Antes de cumplir los veinte hizo su primer viaje al extranjero, a la peligrosa, deslumbrante, vanguardista e irreverente Gran Manzana. Se estrenaba la ópera Jesucristo Superestrella y la primera chica con la que compartió una cerveza era una doctoranda de sociología por la Universidad de Columbia, de la que quedó muy sorprendido cuando supo que, a pesar de sus grados académicos, ignoraba que idioma se hablaba en su país ¡¿Cómo era eso posible?! Fue su primera decepción acerca de la importancia que él pensaba tenía México en el consorcio de naciones. Con mochila en la espalda, usando albergues estudiantiles y recorriendo rutas con los “rides” a pie de carretera se lanzó a visitar el viejo continente. Periplo que concluyó limpiando establos en un kibutz donde el trabajo era colectivo y la repartición de los bienes se acordaba a mano alzada en asamblea. Allá se enteró del cerrojo que el Jueves de Corpus echó sobre el 68 mexicano y que acalló voces que entonces le parecieron nunca más se habrían de despertar.
Pasaron siete décadas de casi lo mismo. Los hijos de aquellos amigos que hicieron fortunas como servidores públicos, ahora también compraban propiedades en el extranjero y repetían con la misma jocosidad de sus antecesores las ignominiosas frases sobre “vivir dentro del presupuesto”. Los que un día sobrevivían barbechando la tierra con la yunta de bueyes continuaban haciéndolo, pero ahora solo con la fuerza de sus manos y el azadón como herramienta; defendiendo la tierra, resistiendo las ofertas de los especuladores inmobiliarios que ahora, con que las nuevas leyes, abrieron la puerta a la privatización del ejido y a la “modernidad”, que de la mano de la industria de bebidas y alimentos procesados iba dejando a cambio letales y desconocidas hasta entonces pandemias en forma de diabetes, cáncer, hipertensión, etc.
El país era por supuesto más rico, pero su territorio se llenó de espacios, horarios y grupos peligrosos; siempre estaba la advertencia a salir según a que hora o visitar según que barrio. La paz en lo que un día se nombraba sin rubor provincia, quedó hecha añicos y los encuentros de amigos se convirtieron en repetidas historias, vividas o escuchadas a terceros, de oscuras, trágicas y desesperadas narraciones que terminaban en el ciego final de la impotencia.
Sabía que de momento México era sólo un país grande, que era impostergable el rescatar la grandeza de aquellas raíces que escuchó un día hablar a celosos antropólogos europeos. Que de su territorio y recursos no había encontrado un simil durante sus prolongadas andanzas. Que llegaba la utopía de luchar para que los beneficios de aquella abundancia fueran repartidos equitativamente. De aquellos años en que los ideales se tocaban con la mano quedaban como bandera palabras de un roquero vasco setentero: No hay salvación si no es con todos.

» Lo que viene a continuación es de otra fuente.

pub mod field;
pub mod questionnaire;
pub mod screen;

pub use field::{
    ChoiceOption, ConditionalDisplay, ConsentLink, Field, FieldComparison, FieldNode, FieldType,
    FieldValidation, ValidationPattern,
};
pub use questionnaire::QuestionnaireSpec;
pub use screen::{AutoAdvance, ScreenSpec, ScreenType, ScreenValidation, ValidationRule};
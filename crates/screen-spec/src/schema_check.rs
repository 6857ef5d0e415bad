use std::collections::BTreeSet;

use crate::error::SchemaError;
use crate::spec::{QuestionnaireSpec, ScreenSpec};
use crate::tree::flatten;

/// Structural checks within one screen.
pub fn check_screen(screen: &ScreenSpec) -> Result<(), SchemaError> {
    let nodes = screen.field_nodes();
    let fields = flatten(&nodes);
    let mut seen = BTreeSet::new();

    for field in &fields {
        if !seen.insert(field.id.as_str()) {
            return Err(SchemaError::DuplicateField {
                screen: screen.id.clone(),
                field: field.id.clone(),
            });
        }
        if field.kind.has_options() && field.options.is_empty() {
            return Err(SchemaError::MissingOptions {
                screen: screen.id.clone(),
                field: field.id.clone(),
            });
        }
        if field.kind.is_group() && field.fields.is_empty() {
            return Err(SchemaError::EmptyGroup {
                screen: screen.id.clone(),
                field: field.id.clone(),
            });
        }
    }

    if let Some(rule) = screen.aggregate_rule() {
        if rule.fields.is_empty() {
            return Err(SchemaError::EmptyRule(screen.id.clone()));
        }
        if let Some(unknown) = rule
            .fields
            .iter()
            .find(|field_id| !seen.contains(field_id.as_str()))
        {
            return Err(SchemaError::UnknownRuleField {
                screen: screen.id.clone(),
                field: unknown.clone(),
            });
        }
    }

    Ok(())
}

/// Checks every screen, then cross-field references across the whole
/// questionnaire. Conditions may name answers from any screen, so dangling
/// condition references are only logged.
pub fn check_questionnaire(spec: &QuestionnaireSpec) -> Result<(), SchemaError> {
    let mut screen_ids = BTreeSet::new();
    for screen in &spec.screens {
        if !screen_ids.insert(screen.id.as_str()) {
            return Err(SchemaError::DuplicateScreen(screen.id.clone()));
        }
        check_screen(screen)?;
    }

    let trees: Vec<_> = spec.screens.iter().map(ScreenSpec::field_nodes).collect();
    let known: BTreeSet<&str> = trees
        .iter()
        .flat_map(|nodes| flatten(nodes))
        .map(|field| field.id.as_str())
        .collect();

    for (screen, nodes) in spec.screens.iter().zip(&trees) {
        for field in flatten(nodes) {
            if let Some(validation) = &field.validation {
                for (rule, target) in validation.referenced_fields() {
                    if !known.contains(target) {
                        return Err(SchemaError::UnknownReference {
                            screen: screen.id.clone(),
                            field: field.id.clone(),
                            rule,
                            target: target.to_string(),
                        });
                    }
                }
            }
            if let Some(display) = &field.conditional_display {
                for target in display
                    .show_if
                    .referenced_fields()
                    .filter(|target| !known.contains(target))
                {
                    tracing::warn!(
                        screen = %screen.id,
                        field = %field.id,
                        target,
                        "condition references a field no screen declares"
                    );
                }
            }
        }
    }

    Ok(())
}
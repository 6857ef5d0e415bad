use std::collections::{BTreeMap, BTreeSet};

use crate::answers::AnswerMap;
use crate::spec::field::{Field, FieldNode};
use crate::tree::{FieldTree, flatten};

pub type VisibilityMap = BTreeMap<String, bool>;

/// Whether a field's own condition holds. Fields without one always show.
pub fn should_show(field: &Field, answers: &AnswerMap) -> bool {
    field
        .conditional_display
        .as_ref()
        .is_none_or(|display| display.show_if.evaluate(answers))
}

/// Effective visibility of every field in the tree; children of a hidden
/// group are hidden too.
pub fn resolve_visibility(nodes: &[FieldNode], answers: &AnswerMap) -> VisibilityMap {
    let visible: BTreeSet<&str> = FieldTree::new(nodes)
        .visible(answers)
        .map(|field| field.id.as_str())
        .collect();
    flatten(nodes)
        .into_iter()
        .map(|field| (field.id.clone(), visible.contains(field.id.as_str())))
        .collect()
}
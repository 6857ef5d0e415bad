use serde_json::{Map, Value, json};

use crate::{
    answers::{AnswerMap, display_string},
    error_map::ErrorMap,
    spec::{
        field::{ChoiceOption, ConsentLink, FieldType},
        screen::{ScreenSpec, ScreenType},
    },
    tree::Walk,
    validate::Progress,
};

/// Status labels returned by the renderers.
#[derive(Debug, Clone, Copy, PartialEq, Eq)]
pub enum RenderStatus {
    /// Some visible required field is still unanswered.
    NeedInput,
    /// Every visible required field is answered.
    Complete,
}

impl RenderStatus {
    pub fn as_str(&self) -> &'static str {
        match self {
            RenderStatus::NeedInput => "need_input",
            RenderStatus::Complete => "complete",
        }
    }
}

/// Describes a single visible field for render outputs.
#[derive(Debug, Clone)]
pub struct RenderField {
    pub id: String,
    pub kind: FieldType,
    pub label: String,
    pub required: bool,
    pub depth: usize,
    pub placeholder: Option<String>,
    pub help_text: Option<String>,
    pub suffix: Option<String>,
    pub mask: Option<String>,
    pub multiline: bool,
    pub rows: Option<u32>,
    pub current_value: Option<Value>,
    pub error: Option<String>,
    pub options: Vec<ChoiceOption>,
    pub links: Vec<ConsentLink>,
}

/// Collected payload used by both text and JSON renderers.
#[derive(Debug, Clone)]
pub struct RenderPayload {
    pub screen_id: String,
    pub screen_type: ScreenType,
    pub title: Option<String>,
    pub description: Option<String>,
    pub status: RenderStatus,
    pub can_continue: bool,
    pub progress: Progress,
    pub fields: Vec<RenderField>,
}

impl RenderPayload {
    pub fn visible_count(&self) -> usize {
        self.fields.len()
    }
}

/// Build the renderer payload from a screen, the current answers and the
/// screen's error map.
pub fn build_render_payload(
    screen: &ScreenSpec,
    answers: &AnswerMap,
    errors: &ErrorMap,
) -> RenderPayload {
    let nodes = screen.field_nodes();
    let fields = Walk::visible(&nodes, answers)
        .map(|visit| {
            let field = visit.field;
            RenderField {
                id: field.id.clone(),
                kind: field.kind,
                label: field.display_label().to_string(),
                required: field.required,
                depth: visit.depth,
                placeholder: field.placeholder.clone(),
                help_text: field.help_text.clone(),
                suffix: field.suffix.clone(),
                mask: field.mask.clone(),
                multiline: field.multiline,
                rows: field.rows,
                current_value: answers.get(&field.id).cloned(),
                error: errors.get(&field.id).map(str::to_string),
                options: field.options.clone(),
                links: field.links.clone(),
            }
        })
        .collect::<Vec<_>>();

    let can_continue = screen.is_complete(answers);
    let status = if can_continue {
        RenderStatus::Complete
    } else {
        RenderStatus::NeedInput
    };

    RenderPayload {
        screen_id: screen.id.clone(),
        screen_type: screen.kind,
        title: screen.title.clone(),
        description: screen.description.clone(),
        status,
        can_continue,
        progress: screen.progress(answers),
        fields,
    }
}

/// Render the payload as a structured JSON-friendly value.
pub fn render_json_ui(payload: &RenderPayload) -> Value {
    let fields = payload
        .fields
        .iter()
        .map(|field| {
            let mut map = Map::new();
            map.insert("id".into(), Value::String(field.id.clone()));
            map.insert("type".into(), Value::String(field.kind.as_str().to_string()));
            map.insert("label".into(), Value::String(field.label.clone()));
            map.insert("required".into(), Value::Bool(field.required));
            map.insert("depth".into(), Value::from(field.depth));
            for (key, value) in [
                ("placeholder", &field.placeholder),
                ("help_text", &field.help_text),
                ("suffix", &field.suffix),
                ("mask", &field.mask),
                ("error", &field.error),
            ] {
                if let Some(value) = value {
                    map.insert(key.into(), Value::String(value.clone()));
                }
            }
            if field.multiline {
                map.insert("multiline".into(), Value::Bool(true));
            }
            if let Some(rows) = field.rows {
                map.insert("rows".into(), Value::from(rows));
            }
            if let Some(current_value) = &field.current_value {
                map.insert("current_value".into(), current_value.clone());
            }
            if !field.options.is_empty() {
                map.insert(
                    "options".into(),
                    Value::Array(
                        field
                            .options
                            .iter()
                            .map(|option| {
                                json!({
                                    "value": option.value(),
                                    "label": option.label(),
                                })
                            })
                            .collect(),
                    ),
                );
            }
            if !field.links.is_empty() {
                map.insert(
                    "links".into(),
                    Value::Array(
                        field
                            .links
                            .iter()
                            .map(|link| json!({ "label": link.label, "url": link.url }))
                            .collect(),
                    ),
                );
            }
            Value::Object(map)
        })
        .collect::<Vec<_>>();

    json!({
        "screen_id": payload.screen_id,
        "screen_type": payload.screen_type.as_str(),
        "title": payload.title,
        "description": payload.description,
        "status": payload.status.as_str(),
        "can_continue": payload.can_continue,
        "progress": {
            "answered": payload.progress.answered,
            "total": payload.progress.total,
        },
        "fields": fields,
    })
}

/// Render the payload as human-friendly text.
pub fn render_text(payload: &RenderPayload) -> String {
    let mut lines = Vec::new();
    match &payload.title {
        Some(title) => lines.push(format!("Screen: {} ({})", title, payload.screen_id)),
        None => lines.push(format!("Screen: {}", payload.screen_id)),
    }
    lines.push(format!(
        "Status: {} ({}/{})",
        payload.status.as_str(),
        payload.progress.answered,
        payload.progress.total
    ));
    if let Some(description) = &payload.description {
        lines.push(description.clone());
    }

    if payload.fields.is_empty() {
        lines.push("No input on this screen.".to_string());
    } else {
        lines.push("Visible fields:".to_string());
    }
    for field in &payload.fields {
        let indent = "  ".repeat(field.depth);
        let mut entry = format!("{} - {} ({})", indent, field.id, field.label);
        if field.required {
            entry.push_str(" [required]");
        }
        if let Some(current_value) = &field.current_value {
            entry.push_str(&format!(" = {}", value_to_display(current_value)));
        }
        lines.push(entry);
        if let Some(error) = &field.error {
            lines.push(format!("{}   ! {}", indent, error));
        }
    }

    lines.push(if payload.can_continue {
        "Continue: enabled".to_string()
    } else {
        "Continue: disabled".to_string()
    });

    lines.join("\n")
}

fn value_to_display(value: &Value) -> String {
    match value {
        Value::Array(_) => format!("[{}]", display_string(Some(value))),
        other => display_string(Some(other)),
    }
}
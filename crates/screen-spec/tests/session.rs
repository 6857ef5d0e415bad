use std::time::{Duration, Instant};

use serde_json::{Value, json};

use screen_spec::{
    AnswerMap, AutoAdvance, QuestionnaireSpec, ScreenHost, ScreenSession, ScreenSpec, ScreenType,
    SubmitOutcome,
};

#[derive(Default)]
struct RecordingHost {
    answers: AnswerMap,
    submitted: usize,
}

impl ScreenHost for RecordingHost {
    fn update_answer(&mut self, field_id: &str, value: Value) {
        self.answers.insert(field_id, value);
    }

    fn submit(&mut self) {
        self.submitted += 1;
    }
}

fn intake() -> QuestionnaireSpec {
    QuestionnaireSpec::from_json(include_str!("fixtures/intake.json")).expect("fixture")
}

#[test]
fn blur_records_error_and_change_clears_it() {
    let spec = intake();
    let screen = spec.screen("account").expect("screen");
    let mut session = ScreenSession::new(screen);
    let mut host = RecordingHost::default();
    let now = Instant::now();

    session.on_change(&mut host, "email", json!("nope"), now);
    assert_eq!(
        session.on_blur("email", &host.answers),
        Some("Please enter a valid email address.")
    );
    assert!(session.errors().contains("email"));

    session.on_change(&mut host, "email", json!("pat@example.com"), now);
    assert!(!session.errors().contains("email"));
    assert_eq!(session.on_blur("email", &host.answers), None);
}

#[test]
fn submit_only_calls_host_when_valid() {
    let spec = intake();
    let screen = spec.screen("consent").expect("screen");
    let mut session = ScreenSession::new(screen);
    let mut host = RecordingHost::default();

    assert!(!session.can_continue(&host.answers));
    let answers = host.answers.clone();
    assert_eq!(
        session.on_submit(&mut host, &answers),
        SubmitOutcome::Blocked { errors: 1 }
    );
    assert_eq!(host.submitted, 0);
    assert_eq!(
        session.errors().get("consent_telehealth"),
        Some("This consent is required to continue.")
    );

    session.on_change(&mut host, "consent_telehealth", json!(true), Instant::now());
    assert!(session.can_continue(&host.answers));
    let answers = host.answers.clone();
    assert_eq!(session.on_submit(&mut host, &answers), SubmitOutcome::Submitted);
    assert_eq!(host.submitted, 1);
    assert!(session.errors().is_empty());
}

#[test]
fn auto_advance_fires_after_delay() {
    let spec = intake();
    let screen = spec.screen("goal").expect("screen");
    let mut session = ScreenSession::new(screen);
    let mut host = RecordingHost::default();
    let start = Instant::now();

    session.on_change(&mut host, "goal", json!("lose_weight"), start);
    assert_eq!(
        session.pending_advance(),
        Some(start + Duration::from_millis(300))
    );

    let answers = host.answers.clone();
    assert_eq!(
        session.poll(&mut host, &answers, start + Duration::from_millis(100)),
        None
    );
    assert_eq!(host.submitted, 0);

    assert_eq!(
        session.poll(&mut host, &answers, start + Duration::from_millis(300)),
        Some(SubmitOutcome::Submitted)
    );
    assert_eq!(host.submitted, 1);
    assert_eq!(session.pending_advance(), None);
}

#[test]
fn newer_selection_supersedes_pending_advance() {
    let spec = intake();
    let screen = spec.screen("goal").expect("screen");
    let mut session = ScreenSession::new(screen);
    let mut host = RecordingHost::default();
    let start = Instant::now();

    session.on_change(&mut host, "goal", json!("lose_weight"), start);
    session.on_change(&mut host, "goal", json!(""), start + Duration::from_millis(200));
    assert_eq!(session.pending_advance(), None);

    let answers = host.answers.clone();
    assert_eq!(
        session.poll(&mut host, &answers, start + Duration::from_millis(400)),
        None
    );

    let later = start + Duration::from_millis(250);
    session.on_change(&mut host, "goal", json!("maintain_weight"), later);
    assert_eq!(
        session.pending_advance(),
        Some(later + Duration::from_millis(300))
    );
}

#[test]
fn multi_select_advances_only_on_listed_values() {
    let mut screen = ScreenSpec::new("symptoms", ScreenType::MultiSelect);
    screen.options = vec!["nausea".into(), "fatigue".into(), "none".into()];
    screen.auto_advance = Some(AutoAdvance {
        delay_ms: 500,
        on_values: vec!["none".into()],
    });
    let mut session = ScreenSession::new(&screen);
    let mut host = RecordingHost::default();
    let start = Instant::now();

    session.on_change(&mut host, "symptoms", json!(["nausea"]), start);
    assert_eq!(session.pending_advance(), None);

    session.on_change(&mut host, "symptoms", json!(["none"]), start);
    assert_eq!(
        session.pending_advance(),
        Some(start + Duration::from_millis(500))
    );
}

#[test]
fn blocked_auto_advance_surfaces_errors() {
    let mut screen = ScreenSpec::new("pick", ScreenType::SingleSelect);
    screen.options = vec!["a".into()];
    screen.auto_advance = Some(AutoAdvance {
        delay_ms: 10,
        on_values: Vec::new(),
    });
    let mut session = ScreenSession::new(&screen);
    let mut host = RecordingHost::default();
    let start = Instant::now();

    session.on_change(&mut host, "pick", json!("a"), start);
    // The host lost the answer before the timer fired.
    let empty = AnswerMap::new();
    assert_eq!(
        session.poll(&mut host, &empty, start + Duration::from_millis(10)),
        Some(SubmitOutcome::Blocked { errors: 1 })
    );
    assert_eq!(session.errors().get("pick"), Some("This field is required."));
    assert_eq!(host.submitted, 0);
}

El título del presente artículo me fue inspirado por el que usó la periodista Esther Vera en su editorial del Diario Ara del pasado domingo 31 de Mayo, para hablar de Cataluña, España. Reflexionaba a partir del título: Un país pequeño o un pequeño país.
Agrego que Cataluña cabe 64 veces en nuestro territorio, su población es un 1,7% la nuestra y aún así no tengo duda de la grandeza de este pequeño territorio.